Saved entries
/---

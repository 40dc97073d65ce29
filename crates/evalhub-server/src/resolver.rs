//! Resource-hierarchy resolution.
//!
//! [`ResourceResolver::resolve`] turns the request's parameter bag into a
//! [`ResolvedChain`]: the target row plus every ancestor declared in the
//! hierarchy, each checked to belong to the next. A row that exists but hangs
//! under a different parent is reported exactly like a missing one.

use std::collections::HashMap;
use std::sync::Arc;

use axum::extract::{FromRequestParts, Path, Query};
use axum::http::request::Parts;
use evalhub_api::ApiError;
use evalhub_core::{HierarchyConfig, Record, ResolvedChain, ResourceId, ResourceType};
use evalhub_storage::{DynStorage, FindScope, StorageError};

/// Merged path and query parameters.
///
/// Identifiers (`id` and `{type}_id`) are taken from the path only, so the
/// query string cannot redirect a request to another row.
#[derive(Default)]
pub struct RequestParams(HashMap<String, String>);

impl RequestParams {
    pub fn new() -> Self {
        Self::default()
    }

    #[must_use]
    pub fn with(mut self, key: impl Into<String>, value: impl ToString) -> Self {
        self.insert(key, value);
        self
    }

    pub fn insert(&mut self, key: impl Into<String>, value: impl ToString) {
        self.0.insert(key.into(), value.to_string());
    }

    /// Value of `key`; blank values count as absent.
    pub fn get(&self, key: &str) -> Option<&str> {
        self.0
            .get(key)
            .map(String::as_str)
            .filter(|value| !value.trim().is_empty())
    }

    /// Parses `{type}_id`.
    pub fn id_of(&self, resource_type: ResourceType) -> Option<ResourceId> {
        self.get(&resource_type.id_param())
            .and_then(|raw| raw.parse().ok())
    }
}

impl<K: Into<String>, V: ToString> FromIterator<(K, V)> for RequestParams {
    fn from_iter<I: IntoIterator<Item = (K, V)>>(iter: I) -> Self {
        let mut params = Self::new();
        for (key, value) in iter {
            params.insert(key, value);
        }
        params
    }
}

impl<S> FromRequestParts<S> for RequestParams
where
    S: Send + Sync,
{
    type Rejection = ApiError;

    async fn from_request_parts(parts: &mut Parts, state: &S) -> Result<Self, Self::Rejection> {
        let query = Query::<HashMap<String, String>>::from_request_parts(parts, state)
            .await
            .map(|Query(query)| query)
            .unwrap_or_default();
        let path = Path::<HashMap<String, String>>::from_request_parts(parts, state)
            .await
            .map(|Path(path)| path)
            .unwrap_or_default();
        Ok(Self::from_parts(query, path))
    }
}

impl RequestParams {
    /// Combines query and path parameters, dropping identifier keys from the query.
    pub fn from_parts(query: HashMap<String, String>, path: HashMap<String, String>) -> Self {
        let mut params: HashMap<String, String> = query
            .into_iter()
            .filter(|(key, _)| !is_identifier(key))
            .collect();
        params.extend(path);
        Self(params)
    }
}

fn is_identifier(key: &str) -> bool {
    key == "id" || key.ends_with("_id")
}

/// Which lookup rules apply to the request.
#[derive(Debug, Clone, Copy, PartialEq, Eq, Default)]
pub enum ResolveAction {
    #[default]
    Read,
    /// Soft-deleted rows of restorable types are visible.
    Restore,
}

#[derive(Debug, thiserror::Error)]
pub enum ResolveError {
    #[error("{} ID is missing", .resource_type.class_name())]
    MissingId { resource_type: ResourceType },

    #[error("Couldn't find {} with ID={id}", .resource_type.class_name())]
    NotFound {
        resource_type: ResourceType,
        id: String,
    },

    #[error(
        "{} with ID={id} not assigned to {} with ID={parent_id}",
        .resource_type.class_name(),
        .parent_type.class_name()
    )]
    NotAssigned {
        resource_type: ResourceType,
        id: ResourceId,
        parent_type: ResourceType,
        parent_id: ResourceId,
    },

    #[error(transparent)]
    Storage(#[from] StorageError),
}

impl ResolveError {
    /// The resource type the failure is about.
    pub fn resource_type(&self) -> Option<ResourceType> {
        match self {
            Self::MissingId { resource_type }
            | Self::NotFound { resource_type, .. }
            | Self::NotAssigned { resource_type, .. } => Some(*resource_type),
            Self::Storage(_) => None,
        }
    }

    pub fn is_not_found(&self) -> bool {
        !matches!(self, Self::Storage(_))
    }
}

impl From<ResolveError> for ApiError {
    fn from(err: ResolveError) -> Self {
        match err.resource_type() {
            Some(resource_type) => {
                ApiError::resource_not_found(err.to_string(), resource_type.class_name())
            }
            None => match err {
                ResolveError::Storage(storage) => ApiError::from(storage),
                other => ApiError::internal(other.to_string()),
            },
        }
    }
}

/// Resolves nested resources against the configured hierarchy.
#[derive(Clone)]
pub struct ResourceResolver {
    hierarchy: Arc<HierarchyConfig>,
    storage: DynStorage,
}

impl ResourceResolver {
    pub fn new(hierarchy: Arc<HierarchyConfig>, storage: DynStorage) -> Self {
        Self { hierarchy, storage }
    }

    pub fn hierarchy(&self) -> &HierarchyConfig {
        &self.hierarchy
    }

    /// Resolves `target` and its ancestors from `params`.
    ///
    /// Every id along the chain is read before the first storage lookup. The
    /// target's id comes from `id`, falling back to `{target}_id`; ancestors
    /// only use `{type}_id`.
    pub async fn resolve(
        &self,
        target: ResourceType,
        params: &RequestParams,
        action: ResolveAction,
    ) -> Result<ResolvedChain, ResolveError> {
        let ancestry = self.hierarchy.ancestry(target);

        let mut raw_ids = Vec::with_capacity(ancestry.len());
        for (depth, resource_type) in ancestry.iter().copied().enumerate() {
            let key = resource_type.id_param();
            let raw = if depth == 0 {
                params.get("id").or_else(|| params.get(&key))
            } else {
                params.get(&key)
            };
            raw_ids.push(raw.ok_or(ResolveError::MissingId { resource_type })?);
        }

        let mut rows = Vec::with_capacity(ancestry.len());
        for (resource_type, raw) in ancestry.iter().copied().zip(raw_ids) {
            rows.push(self.lookup(resource_type, raw, action).await?);
        }

        // Root first, so an ancestor is accepted before anything beneath it.
        for depth in (1..rows.len()).rev() {
            let parent = &rows[depth];
            let child = &rows[depth - 1];
            check_assigned(child, parent)?;
        }

        let mut rows = rows.into_iter();
        let Some(target_row) = rows.next() else {
            return Err(StorageError::internal(format!("empty ancestry for {target}")).into());
        };
        Ok(ResolvedChain::new(target_row, rows.collect()))
    }

    async fn lookup(
        &self,
        resource_type: ResourceType,
        raw: &str,
        action: ResolveAction,
    ) -> Result<Record, ResolveError> {
        let not_found = || ResolveError::NotFound {
            resource_type,
            id: raw.to_string(),
        };
        let Ok(id) = raw.parse::<ResourceId>() else {
            return Err(not_found());
        };
        let scope = if action == ResolveAction::Restore
            && self.hierarchy.supports_restore(resource_type)
        {
            FindScope::WithDeleted
        } else {
            FindScope::Active
        };
        self.storage
            .find(resource_type, id, scope)
            .await?
            .ok_or_else(not_found)
    }
}

fn check_assigned(child: &Record, parent: &Record) -> Result<(), ResolveError> {
    let parent_type = parent.resource_type();
    if child.foreign_key(parent_type) == Some(parent.id()) {
        return Ok(());
    }
    tracing::debug!(
        resource = %child.resource_type(),
        id = %child.id(),
        parent = %parent_type,
        parent_id = %parent.id(),
        "resource not assigned to requested parent"
    );
    Err(ResolveError::NotAssigned {
        resource_type: child.resource_type(),
        id: child.id(),
        parent_type,
        parent_id: parent.id(),
    })
}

\---

_WHAT THE TASK ASKS_. Check every line above for the word "Clone" and copy those that have it.

_ANSWER TO THIS EXERCISE_.
#[derive(Debug, Clone, Copy, PartialEq, Eq, Default)]
#[derive(Clone)]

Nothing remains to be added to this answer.